Friday, November 1, 2013

BBC Radio Ulster “Kist O’ Wurds” will feature Nutfield History this month!

Chris Spurr photographs Jean Manthorne, Richard Holmes, Heather Rojo and Mark Wilson
in Derry, New Hampshire's Forest Hill Cemetery

In August the BBC Radio Ulster team of Chris Spurr and Mark Wilson came to Derry, New Hampshire to search for and record stories about the early history of Nutfield.  They were looking for evidence of the original Scots Irish culture in New Hampshire, and found a plethora of history and tales when they interviewed Richard Holmes, the Derry Town Historian; Heather Rojo, the President of the Londonderry Historical Society; Jean Manthorne, the President of the Windham Historical Society and also Brad Dinsmore, local historian and a descendant of Robert Dinsmoor, “The Rustic Bard”. 

Why is Derry Town Historian, Richard Holmes, lying on the ground
to read a gravestone?  Tune into the radio show to find out more! 
On Sunday, November 3rd, the radio show “Kist O’ Wurds” will highlight stories from Heather Rojo and Richard Holmes, discussing the original Ulster Scots who settled Nutfield, which became Derry, Londonderry and Windham, New Hampshire.  This band of settlers was led by the Reverend James MacGregor, a Presbyterian pastor from Aghadowey, Northern Ireland, in 1718.  The program will air on the BBC on air at 11am and be available for listening on the website for one week afterwards at this link:

Mark Wilson interviews Jean Manthorne and Brad Dinsmore
in the historic First Parish Church, founded by Scots Irish pastor James MacGregor.
They are standing in front of the MacGregor stained glass window
decorated with the MacGregor tartan, and Gaelic family mottoes 

On November 17th a second episode of the radio show will air and focus on the history of Robert Dinsmoor (1757 – 1828), “The Rustic Bard” of Windham, New Hampshire.  Brad Dinsmore and Jean Manthorne will be featured, and you will hear excerpts of Dinsmoor’s poems read by his descendant.  There was much discussion of the poet’s use of the Scots dialect and language in his writing, and I hope this made it into the radio show.  You will be able to listen to this episode on line for one week after it airs on the BBC radio, until Sunday November 10th, see the link above.
After visiting Derry, New Hampshire Spurr and Wilson went on to visit the Highland Games at Loon Mountain, an Ulster Scots archaeological dig in Maine, and a Scots Irish festival in Pennsylvania.  These adventures will also be episodes of “Kist O’ Wurds” and available on the website, too.  "A Kist O' Wurds" has been running on BBC Radio Ulster since 2002, and features music, poetry, history, culture and the Scots Irish language. 

“A Kist O’ Wurds”  Radio Program website

Thank you to Joan Normington of the Windham Historical Society for the top photo on this page!

The URL for this post is

Copyright © 2013, Heather Wilkinson Rojo


  1. Very cool Heather.
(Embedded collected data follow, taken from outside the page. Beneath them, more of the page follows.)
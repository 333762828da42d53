use futures::StreamExt;
use log::{debug, info, warn};
use tokio::time::sleep;
use tokio_util::sync::CancellationToken;

use crate::config::types::SessionConfig;
use crate::device::decode::decode_notification;
use crate::device::selection::select_target;
use crate::device::stack::{BleConnection, BleStack};
use crate::device::types::SessionEvent;
use crate::error::DeviceError;

/// Receives the events of a session as they happen.
pub trait EventSink {
    fn emit(&mut self, event: SessionEvent);
}

/// Prints every event as one line on stdout.
#[derive(Debug, Default)]
pub struct ConsoleSink;

impl EventSink for ConsoleSink {
    fn emit(&mut self, event: SessionEvent) {
        println!("{}", event);
    }
}

impl EventSink for Vec<SessionEvent> {
    fn emit(&mut self, event: SessionEvent) {
        self.push(event);
    }
}

#[derive(Debug, Clone, Copy, PartialEq, Eq)]
pub enum SessionOutcome {
    /// No advertised name matched; nothing was connected.
    NotFound,
    /// Interrupted while scanning; nothing was connected.
    Cancelled,
    /// Listened and disconnected. Counts the notifications received.
    Finished { notifications: usize },
}

/// Scans, connects to the first matching peripheral, prints its notifications for
/// `config.listen_for` and disconnects.
///
/// Once connected the connection is always closed before returning, also when
/// subscribing fails or `cancel` fires.
pub async fn run_session<S: BleStack>(
    stack: &S,
    config: &SessionConfig,
    cancel: CancellationToken,
    sink: &mut impl EventSink,
) -> Result<SessionOutcome, DeviceError> {
    sink.emit(SessionEvent::Scanning);

    let devices = stack.discover(config.scan_timeout, &cancel).await?;
    if cancel.is_cancelled() {
        return Ok(SessionOutcome::Cancelled);
    }
    debug!("Scan returned {} peripheral(s)", devices.len());

    let target = match select_target(&devices, &config.target_name) {
        None => {
            sink.emit(SessionEvent::NotFound);
            return Ok(SessionOutcome::NotFound);
        },
        Some(target) => target.clone(),
    };
    sink.emit(SessionEvent::Found(target.clone()));

    let mut connection = stack.connect(&target.address).await?;
    sink.emit(SessionEvent::Connected);

    let listened = listen(&mut connection, config, &cancel, sink).await;
    let closed = connection.close().await;

    let notifications = listened?;
    closed?;

    info!("Disconnected from {}", target.address);
    sink.emit(SessionEvent::Done);
    Ok(SessionOutcome::Finished { notifications })
}

async fn listen<C: BleConnection>(
    connection: &mut C,
    config: &SessionConfig,
    cancel: &CancellationToken,
    sink: &mut impl EventSink,
) -> Result<usize, DeviceError> {
    let mut notifications = connection.subscribe(config.characteristic).await?;
    sink.emit(SessionEvent::Listening(config.listen_for));

    let deadline = sleep(config.listen_for);
    tokio::pin!(deadline);

    let mut received = 0;
    let mut stream_open = true;

    'mainloop: loop {
        tokio::select! {
            _ = &mut deadline => {
                break 'mainloop;
            },
            _ = cancel.cancelled() => {
                info!("Listening cancelled");
                break 'mainloop;
            },
            data = notifications.next(), if stream_open => match data {
                Some(data) => {
                    received += 1;
                    debug!("Notification #{} ({} bytes)", received, data.len());

                    for line in decode_notification(&data) {
                        sink.emit(SessionEvent::Line(line));
                    }
                },
                None => {
                    warn!("Notification stream ended before the listening window closed");
                    stream_open = false;
                },
            },
        }
    }

    drop(notifications);
    connection.unsubscribe(config.characteristic).await?;
    Ok(received)
}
I'll have to set my calendar to remind me to listen in!

  2. I am looking forward to this, too!

  3. Great photo, Heather! And what a gem of a project. All of us connected to the First Settlers will no doubt find the radio series interesting.

  4. Hi Heather, I wonder are you aware of the Monreagh Heritage Centre, near Carrigans in County Donegal, which celebrates the Presbyterian links between Ulster and the United States. Although it was the Reverend McGregor who led the first mass migration of Presbyterians to America in 1718 from Coleraine in County Derry/Londonderry, the expedition was actually organised by the Reverend William Boyd, Presbyterian minister of Macosquin, just outside Coleraine. It was he who took the "Petition of Ulstermen" to Governor Schutte of Massachussetts, asking for permission to settle in New Hampshire. The original copy of the Petition of Ulstermen now hangs in the rooms of the New Hampshire Historical Society in Concord. The Reverend Boyd did not however remain in America but returned to Ulster and in 1725 became the minister of Monreagh Presbyterian church. The Monreagh Heritage Centre is based in his manse. I have a particular interest in this because my Christian name comes from my great great grandmother, Mary Boyd, 1810-85, from Macosquin, so I like to claim descent from this famous minister! I too however, also relocated from the Coleraine area to a few miles from Monreagh in Donegal. Here is a link to the centre:

    1. Thanks, Boyd! I just joined your Facebook group. I'm already planning a trip up to Concord to see the petition.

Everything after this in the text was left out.